Aula de clichês

Por que sempre vemos crise ao fim dos estaduais?

A bola entra por acaso. A máxima trazida no título do livro é uma meia verdade. E uma meia verdade é uma mentira inteira.

Claro que o futebol, esporte apaixonante e imprevisível, traz situações inesperadas. Pode beneficiar, no curto prazo, a irresponsabilidade; por vezes premia times apenas razoáveis que, num bom dia, conseguem derrotar outro claramente superior nos 90 minutos…

O sucesso pontual é natural no futebol. A bola entra por acaso, portanto. O sucesso duradouro e sólido é o grande desafio. Como gestor, é muito mais gratificante ter um título como fruto de um processo de crescimento estruturado do que como um fortuito proporcionado pelos deuses da bola.

“Um título é um título”, bradarão alguns apaixonados mais exaltados. É verdade. Dificilmente se troca uma taça na prateleira por uma estruturação sólida. Pergunto-me se os torcedores do Cruzeiro trocariam suas duas recentes taças da Copa do Brasil pelo clube ter uma solidez administrativo/financeira e estar na série A. Honestamente, não faço ideia da resposta a esse devaneio.

Posso falar da experiência que vivi, não apenas como apaixonado pelo futebol, mas como gestor. Perdi algumas finais, ganhei outras… Cada uma teve sua história e deixou seu aprendizado. Não apenas as que perdemos, mas, especialmente, as que ganhamos.

Em tempos de clichês encontrados aos montes pela internet, tem um que fala sobre “perder ou ganhar” que, apesar de interessante, me parece induzir em erro: Eu nunca perco. Ou eu ganho ou APRENDO. Essa bela frase de autoajuda induz num erro crasso! No de que a vitória não traz aprendizados! Ou ainda pior: no de que não haveria erros no caminho do triunfo.

A construção do sucesso sólido necessita de uma constante autocrítica. Isso, infelizmente, é elemento em falta na gestão esportiva. Especialmente devido a algo que sobra no meio: vaidade. A vaidade impede o reconhecimento de erros, especialmente os acobertados pelo sucesso momentâneo, seja em campo ou fora dele. E, se a reflexão e o amadurecimento não vêm, erros serão novamente cometidos, mas, eventualmente, não terão a sombra do sucesso para escondê-los.

A tomada de decisões é a parte mais crucial da gestão de futebol. Do dirigente ao treinador. Não sobre as coisas simples do dia a dia, mas as relativas a temas relevantes! Contratações, demissões, escalações, políticas estratégicas… O líder tem, ao longo de um ano, uma quantidade relevante de decisões que podem impactar na temporada e no futuro do clube.

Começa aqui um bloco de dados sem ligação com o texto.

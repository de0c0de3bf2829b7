//! Watch sessions: one streaming subscription per logical watch target.

use std::sync::Arc;

use futures::StreamExt;
use tokio::sync::{mpsc, oneshot};
use tracing::{debug, info, warn};

use wsgate_cluster::{RawEvent, WatchClient, WatchTarget};
use wsgate_core::{Delta, ResourceIdentity, Snapshot, Status};

/// Why a connection stopped delivering deltas. At most one per connection
/// lifetime; afterwards the session is dead until restarted.
#[derive(Debug, thiserror::Error)]
pub enum WatchError {
    /// The server sent a terminal ERROR event.
    #[error("watch terminated by server: {0}")]
    Terminated(Status),
    /// Transport failed or the stream ended.
    #[error("watch stream closed: {0}")]
    Stream(String),
}

/// Cancellation handle for one in-flight connection. Cancelling twice is a
/// no-op; the underlying task is asked to close and the caller moves on.
#[derive(Debug)]
pub struct CancelHandle {
    tx: Option<oneshot::Sender<()>>,
}

impl CancelHandle {
    pub(crate) fn new(tx: oneshot::Sender<()>) -> Self {
        Self { tx: Some(tx) }
    }

    pub fn cancel(&mut self) {
        if let Some(tx) = self.tx.take() {
            let _ = tx.send(());
        }
    }
}

/// One logical watch: owns at most one live connection to its target.
/// Restarting cancels the previous connection before opening the next, so
/// two concurrent connections for one target never exist.
pub struct WatchSession<C> {
    client: Arc<C>,
    target: WatchTarget,
    active: Option<CancelHandle>,
}

impl<C: WatchClient> WatchSession<C> {
    pub fn new(client: Arc<C>, target: WatchTarget) -> Self {
        Self { client, target, active: None }
    }

    pub fn target(&self) -> &WatchTarget {
        &self.target
    }

    /// Open a fresh connection, superseding any previous one. Typed deltas
    /// flow into `deltas` in server order; `errors` receives at most one
    /// item for this connection: `Terminated` when the server ends the
    /// watch with an ERROR event (also forwarded downstream as
    /// `Delta::Error`), `Stream` on transport death or stream end.
    pub async fn start(
        &mut self,
        deltas: mpsc::Sender<Delta>,
        errors: mpsc::Sender<WatchError>,
    ) -> anyhow::Result<()> {
        self.stop();
        let mut stream = self.client.open_watch(&self.target).await?;

        let (cancel_tx, mut cancel_rx) = oneshot::channel::<()>();
        let gvk = self.target.gvk_key.clone();
        // Objects on the wire may omit TypeMeta; the target's kind fills in.
        let fallback_kind = kind_of(&self.target.gvk_key);

        tokio::spawn(async move {
            info!(gvk = %gvk, "watch session connected");
            loop {
                tokio::select! {
                    _ = &mut cancel_rx => {
                        info!(gvk = %gvk, "watch session cancelled");
                        return;
                    }
                    next = stream.next() => {
                        match next {
                            Some(Ok(ev)) => match parse_event(&ev, &fallback_kind) {
                                Parsed::Delta(d) => {
                                    debug!(gvk = %gvk, identity = ?d.identity(), "delta forwarded");
                                    if deltas.send(d).await.is_err() {
                                        debug!(gvk = %gvk, "delta receiver gone; closing session");
                                        return;
                                    }
                                }
                                Parsed::Terminal(status) => {
                                    warn!(gvk = %gvk, %status, "server ended watch with error");
                                    let _ = deltas.send(Delta::Error(status.clone())).await;
                                    let _ = errors.send(WatchError::Terminated(status)).await;
                                    return;
                                }
                                Parsed::Skip => {}
                            },
                            Some(Err(e)) => {
                                warn!(gvk = %gvk, error = %e, "watch transport error");
                                let _ = errors.send(WatchError::Stream(e.to_string())).await;
                                return;
                            }
                            None => {
                                warn!(gvk = %gvk, "watch stream ended");
                                let _ = errors.send(WatchError::Stream("stream ended".to_string())).await;
                                return;
                            }
                        }
                    }
                }
            }
        });

        self.active = Some(CancelHandle::new(cancel_tx));
        Ok(())
    }

    /// Cancel the active connection, if any. Safe to call repeatedly and on
    /// a session that already died.
    pub fn stop(&mut self) {
        if let Some(mut handle) = self.active.take() {
            handle.cancel();
        }
    }
}

impl<C> Drop for WatchSession<C> {
    fn drop(&mut self) {
        if let Some(mut handle) = self.active.take() {
            handle.cancel();
        }
    }
}

fn kind_of(gvk_key: &str) -> String {
    gvk_key.rsplit('/').next().unwrap_or(gvk_key).to_string()
}

enum Parsed {
    Delta(Delta),
    Terminal(Status),
    Skip,
}

/// Parse one wire event into a typed delta. Malformed payloads are dropped
/// with a warning and keep the stream alive; an ERROR payload is terminal.
fn parse_event(ev: &RawEvent, fallback_kind: &str) -> Parsed {
    match ev.kind.as_str() {
        "ADDED" | "MODIFIED" | "DELETED" => match identity_of(&ev.object, fallback_kind) {
            Some(identity) => {
                let snap = Snapshot::new(identity, ev.object.clone());
                Parsed::Delta(match ev.kind.as_str() {
                    "ADDED" => Delta::Added(snap),
                    "MODIFIED" => Delta::Modified(snap),
                    _ => Delta::Deleted(snap),
                })
            }
            None => {
                warn!(kind = %ev.kind, "dropping malformed watch event: no identity");
                metrics::counter!("watch_malformed_events_total", 1u64);
                Parsed::Skip
            }
        },
        "ERROR" => Parsed::Terminal(Status::from_value(&ev.object)),
        "BOOKMARK" => {
            debug!("bookmark event skipped");
            Parsed::Skip
        }
        other => {
            warn!(kind = %other, "dropping malformed watch event: unknown kind");
            metrics::counter!("watch_malformed_events_total", 1u64);
            Parsed::Skip
        }
    }
}

fn identity_of(object: &serde_json::Value, fallback_kind: &str) -> Option<ResourceIdentity> {
    let meta = object.get("metadata")?;
    let name = meta.get("name").and_then(|v| v.as_str())?;
    let namespace = meta.get("namespace").and_then(|v| v.as_str()).unwrap_or("");
    let kind = object
        .get("kind")
        .and_then(|v| v.as_str())
        .filter(|k| !k.is_empty())
        .unwrap_or(fallback_kind);
    Some(ResourceIdentity::new(kind, namespace, name))
}

#[cfg(test)]
mod tests {
    use super::*;

    fn ev(kind: &str, object: serde_json::Value) -> RawEvent {
        RawEvent { kind: kind.to_string(), object }
    }

    #[test]
    fn added_event_parses_to_typed_delta() {
        let raw = ev(
            "ADDED",
            serde_json::json!({
                "kind": "Workspace",
                "metadata": {"name": "ws-1", "namespace": "dev"},
                "status": {"phase": "Running"},
            }),
        );
        match parse_event(&raw, "Workspace") {
            Parsed::Delta(Delta::Added(s)) => {
                assert_eq!(s.identity, ResourceIdentity::new("Workspace", "dev", "ws-1"));
                assert_eq!(s.phase(), Some(wsgate_core::WorkspacePhase::Running));
            }
            _ => panic!("expected Added delta"),
        }
    }

    #[test]
    fn missing_kind_falls_back_to_target_kind() {
        let raw = ev("MODIFIED", serde_json::json!({"metadata": {"name": "ws-2", "namespace": "dev"}}));
        match parse_event(&raw, "Workspace") {
            Parsed::Delta(Delta::Modified(s)) => assert_eq!(s.identity.kind, "Workspace"),
            _ => panic!("expected Modified delta"),
        }
    }

    #[test]
    fn cluster_scoped_objects_get_empty_namespace() {
        let raw = ev("ADDED", serde_json::json!({"kind": "Node", "metadata": {"name": "n1"}}));
        match parse_event(&raw, "Node") {
            Parsed::Delta(Delta::Added(s)) => assert_eq!(s.identity.namespace, ""),
            _ => panic!("expected Added delta"),
        }
    }

    #[test]
    fn malformed_events_are_skipped_not_terminal() {
        for raw in [
            ev("ADDED", serde_json::json!({"metadata": {}})),
            ev("ADDED", serde_json::json!("not an object")),
            ev("MUTATED", serde_json::json!({"metadata": {"name": "x"}})),
            ev("BOOKMARK", serde_json::json!({"metadata": {"resourceVersion": "12"}})),
        ] {
            assert!(matches!(parse_event(&raw, "Workspace"), Parsed::Skip));
        }
    }

    #[test]
    fn error_event_is_terminal_with_status() {
        let raw = ev("ERROR", serde_json::json!({"kind": "Status", "code": 410, "message": "Expired"}));
        match parse_event(&raw, "Workspace") {
            Parsed::Terminal(s) => {
                assert_eq!(s.code, 410);
                assert_eq!(s.message, "Expired");
            }
            _ => panic!("expected terminal"),
        }
    }
}
//! wsgate core types: identities, deltas, phases, statuses, log events.

#![forbid(unsafe_code)]

pub mod retry;

use bytes::Bytes;
use serde::{Deserialize, Serialize};
use std::fmt;
use std::str::FromStr;

pub use retry::RetryPolicy;

/// Stable address of one watched object: `(kind, namespace, name)`.
/// Used as the reconciler's map key for the object's whole lifetime.
#[derive(Debug, Clone, PartialEq, Eq, Hash, Serialize, Deserialize)]
pub struct ResourceIdentity {
    pub kind: String,
    pub namespace: String,
    pub name: String,
}

impl ResourceIdentity {
    pub fn new(kind: impl Into<String>, namespace: impl Into<String>, name: impl Into<String>) -> Self {
        Self { kind: kind.into(), namespace: namespace.into(), name: name.into() }
    }
}

impl fmt::Display for ResourceIdentity {
    fn fmt(&self, f: &mut fmt::Formatter<'_>) -> fmt::Result {
        write!(f, "{}/{}/{}", self.kind, self.namespace, self.name)
    }
}

/// Lifecycle stage reported by a workspace resource.
///
/// Only `Starting` and `Running` count toward admission pressure.
#[derive(Debug, Clone, Copy, PartialEq, Eq, Serialize, Deserialize)]
pub enum WorkspacePhase {
    Starting,
    Running,
    Stopping,
    Stopped,
    Failing,
    Failed,
    Terminating,
}

impl WorkspacePhase {
    pub fn is_active(self) -> bool {
        matches!(self, WorkspacePhase::Starting | WorkspacePhase::Running)
    }
}

#[derive(Debug, Clone, thiserror::Error)]
#[error("unknown workspace phase: {0}")]
pub struct UnknownPhase(pub String);

impl FromStr for WorkspacePhase {
    type Err = UnknownPhase;

    fn from_str(s: &str) -> Result<Self, Self::Err> {
        match s {
            "Starting" => Ok(Self::Starting),
            "Running" => Ok(Self::Running),
            "Stopping" => Ok(Self::Stopping),
            "Stopped" => Ok(Self::Stopped),
            "Failing" => Ok(Self::Failing),
            "Failed" => Ok(Self::Failed),
            "Terminating" => Ok(Self::Terminating),
            other => Err(UnknownPhase(other.to_string())),
        }
    }
}

impl fmt::Display for WorkspacePhase {
    fn fmt(&self, f: &mut fmt::Formatter<'_>) -> fmt::Result {
        let s = match self {
            Self::Starting => "Starting",
            Self::Running => "Running",
            Self::Stopping => "Stopping",
            Self::Stopped => "Stopped",
            Self::Failing => "Failing",
            Self::Failed => "Failed",
            Self::Terminating => "Terminating",
        };
        f.write_str(s)
    }
}

/// Structured failure payload in the shape the resource API itself reports:
/// a `Status` object with a kind, an HTTP-style code and a message.
#[derive(Debug, Clone, PartialEq, Eq, Serialize, Deserialize)]
pub struct Status {
    pub kind: String,
    pub code: u16,
    pub message: String,
}

impl Status {
    pub fn new(code: u16, message: impl Into<String>) -> Self {
        Self { kind: "Status".to_string(), code, message: message.into() }
    }

    /// Synthesized status for failures that carry no structured payload.
    pub fn bad_request(message: impl Into<String>) -> Self {
        Self::new(400, message)
    }

    /// Best-effort parse of a wire `Status` object; missing fields get defaults.
    pub fn from_value(v: &serde_json::Value) -> Self {
        let code = v.get("code").and_then(|c| c.as_u64()).unwrap_or(500) as u16;
        let message = v
            .get("message")
            .and_then(|m| m.as_str())
            .unwrap_or("watch error")
            .to_string();
        Self::new(code, message)
    }
}

impl fmt::Display for Status {
    fn fmt(&self, f: &mut fmt::Formatter<'_>) -> fmt::Result {
        write!(f, "{} {}: {}", self.kind, self.code, self.message)
    }
}

/// One object as carried by an `Added`/`Modified`/`Deleted` delta.
#[derive(Debug, Clone, Serialize, Deserialize)]
pub struct Snapshot {
    pub identity: ResourceIdentity,
    /// Raw object as received from the wire.
    pub raw: serde_json::Value,
}

impl Snapshot {
    pub fn new(identity: ResourceIdentity, raw: serde_json::Value) -> Self {
        Self { identity, raw }
    }

    /// Phase reported by the object's `status.phase`, if present and known.
    /// Unknown or missing phases read as `None` ("no information").
    pub fn phase(&self) -> Option<WorkspacePhase> {
        self.raw
            .get("status")
            .and_then(|s| s.get("phase"))
            .and_then(|p| p.as_str())
            .and_then(|p| p.parse().ok())
    }
}

/// Typed change event produced by a watch session, consumed exactly once by
/// the reconciler. Closed enum so dispatch is exhaustive at compile time.
#[derive(Debug, Clone, Serialize, Deserialize)]
pub enum Delta {
    Added(Snapshot),
    Modified(Snapshot),
    Deleted(Snapshot),
    Error(Status),
}

impl Delta {
    pub fn identity(&self) -> Option<&ResourceIdentity> {
        match self {
            Delta::Added(s) | Delta::Modified(s) | Delta::Deleted(s) => Some(&s.identity),
            Delta::Error(_) => None,
        }
    }
}

/// Address of one container's log stream within one pod.
#[derive(Debug, Clone, PartialEq, Eq, Hash, Serialize, Deserialize)]
pub struct ContainerHandle {
    pub namespace: String,
    pub pod: String,
    pub container: String,
    pub init: bool,
}

impl fmt::Display for ContainerHandle {
    fn fmt(&self, f: &mut fmt::Formatter<'_>) -> fmt::Result {
        write!(f, "{}/{}:{}", self.namespace, self.pod, self.container)
    }
}

/// Event delivered to a log listener: a data chunk or a normalized failure,
/// both tagged with the container they came from.
#[derive(Debug, Clone)]
pub enum LogEvent {
    Data { handle: ContainerHandle, bytes: Bytes },
    Error { handle: ContainerHandle, status: Status },
}

impl LogEvent {
    pub fn handle(&self) -> &ContainerHandle {
        match self {
            LogEvent::Data { handle, .. } | LogEvent::Error { handle, .. } => handle,
        }
    }
}

/// Extracts a lifecycle phase from a raw object snapshot. Seam that keeps
/// the reconciler generic over resource kinds.
pub trait PhaseProjector: Send + Sync {
    fn project(&self, snapshot: &Snapshot) -> Option<WorkspacePhase>;
}

/// Default projector: reads `status.phase`, the shape workspace resources use.
#[derive(Debug, Clone, Copy, Default)]
pub struct StatusPhase;

impl PhaseProjector for StatusPhase {
    fn project(&self, snapshot: &Snapshot) -> Option<WorkspacePhase> {
        snapshot.phase()
    }
}

/// Failure raised by an individual byte stream, before normalization.
#[derive(Debug, thiserror::Error)]
pub enum StreamFailure {
    /// The server sent a structured `Status` payload.
    #[error("{0}")]
    Status(Status),
    /// An HTTP-style response without a parseable `Status` body.
    #[error("http {code}: {body}")]
    Http { code: u16, body: String },
    /// Anything else (transport errors, closed sockets, ...).
    #[error("{0}")]
    Other(String),
}

impl StreamFailure {
    /// Normalize into a `Status` suitable for delivery as a `LogEvent::Error`:
    /// structured statuses pass through verbatim, HTTP responses keep their
    /// code, everything else becomes a generic 400.
    pub fn into_status(self) -> Status {
        match self {
            StreamFailure::Status(s) => s,
            StreamFailure::Http { code, body } => Status::new(code, body),
            StreamFailure::Other(msg) => Status::bad_request(msg),
        }
    }
}

#[cfg(test)]
mod tests {
    use super::*;

    #[test]
    fn phase_parses_every_known_variant() {
        for (s, p) in [
            ("Starting", WorkspacePhase::Starting),
            ("Running", WorkspacePhase::Running),
            ("Stopping", WorkspacePhase::Stopping),
            ("Stopped", WorkspacePhase::Stopped),
            ("Failing", WorkspacePhase::Failing),
            ("Failed", WorkspacePhase::Failed),
            ("Terminating", WorkspacePhase::Terminating),
        ] {
            assert_eq!(s.parse::<WorkspacePhase>().unwrap(), p);
            assert_eq!(p.to_string(), s);
        }
        assert!("RUNNING".parse::<WorkspacePhase>().is_err());
        assert!("".parse::<WorkspacePhase>().is_err());
    }

    #[test]
    fn only_starting_and_running_are_active() {
        assert!(WorkspacePhase::Starting.is_active());
        assert!(WorkspacePhase::Running.is_active());
        for p in [
            WorkspacePhase::Stopping,
            WorkspacePhase::Stopped,
            WorkspacePhase::Failing,
            WorkspacePhase::Failed,
            WorkspacePhase::Terminating,
        ] {
            assert!(!p.is_active());
        }
    }

    #[test]
    fn snapshot_phase_reads_status_phase() {
        let id = ResourceIdentity::new("Workspace", "ns", "ws-1");
        let snap = Snapshot::new(id.clone(), serde_json::json!({"status": {"phase": "Running"}}));
        assert_eq!(snap.phase(), Some(WorkspacePhase::Running));

        let no_status = Snapshot::new(id.clone(), serde_json::json!({"spec": {}}));
        assert_eq!(no_status.phase(), None);

        let unknown = Snapshot::new(id, serde_json::json!({"status": {"phase": "Booting"}}));
        assert_eq!(unknown.phase(), None);
    }

    #[test]
    fn stream_failure_normalization() {
        let verbatim = StreamFailure::Status(Status::new(404, "pod not found")).into_status();
        assert_eq!(verbatim.code, 404);
        assert_eq!(verbatim.message, "pod not found");

        let http = StreamFailure::Http { code: 503, body: "backend down".into() }.into_status();
        assert_eq!(http.code, 503);
        assert_eq!(http.message, "backend down");

        let other = StreamFailure::Other("connection reset".into()).into_status();
        assert_eq!(other.code, 400);
        assert_eq!(other.kind, "Status");
        assert_eq!(other.message, "connection reset");
    }

    #[test]
    fn status_from_value_defaults() {
        let full = Status::from_value(&serde_json::json!({"code": 410, "message": "Gone"}));
        assert_eq!((full.code, full.message.as_str()), (410, "Gone"));
        let empty = Status::from_value(&serde_json::json!({}));
        assert_eq!(empty.code, 500);
    }
}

O grande risco na tomada de decisões não é errar. Isso é inerente ao processo. O principal problema é não aprender com a experiência acumulada. Seja sua, seja dos outros.

O maior aprendizado que tive sobre as decisões é que não se deve avaliá-las pelo resultado que geram. O que deveria ser levado em consideração é a sua motivação, seu fundamento. A partir do momento que os dados são rolados, a sorte está lançada e a avalição deve ser feita antes de saber o resultado final. Isso porque, as melhores decisões podem trazer os piores resultados da mesma forma que péssimas decisões podem acarretar sucesso.

O treinador acertou na substituição? Você deve responder a pergunta no momento em que o ato é praticado, não depois que o atleta entra em campo e performa. Aí ficaria fácil. Seria a “sabedoria do depois”. Engenharia de obra pronta.

O mesmo se aplica ao dirigente. Montou bom elenco? Escolheu bem o treinador? Manteve para temporada seguinte corretamente? Quais dados fundamentaram suas decisões?

Não é o resultado dos estaduais que traz a crise no futebol brasileiro. É a falta de análise da tomada de decisões. O mesmo “resultadismo” que exige cabeças no fim de abril (esse ano em agosto por conta da pandemia) é que faz com que dirigentes e treinadores cometam erros previsíveis e totalmente evitáveis.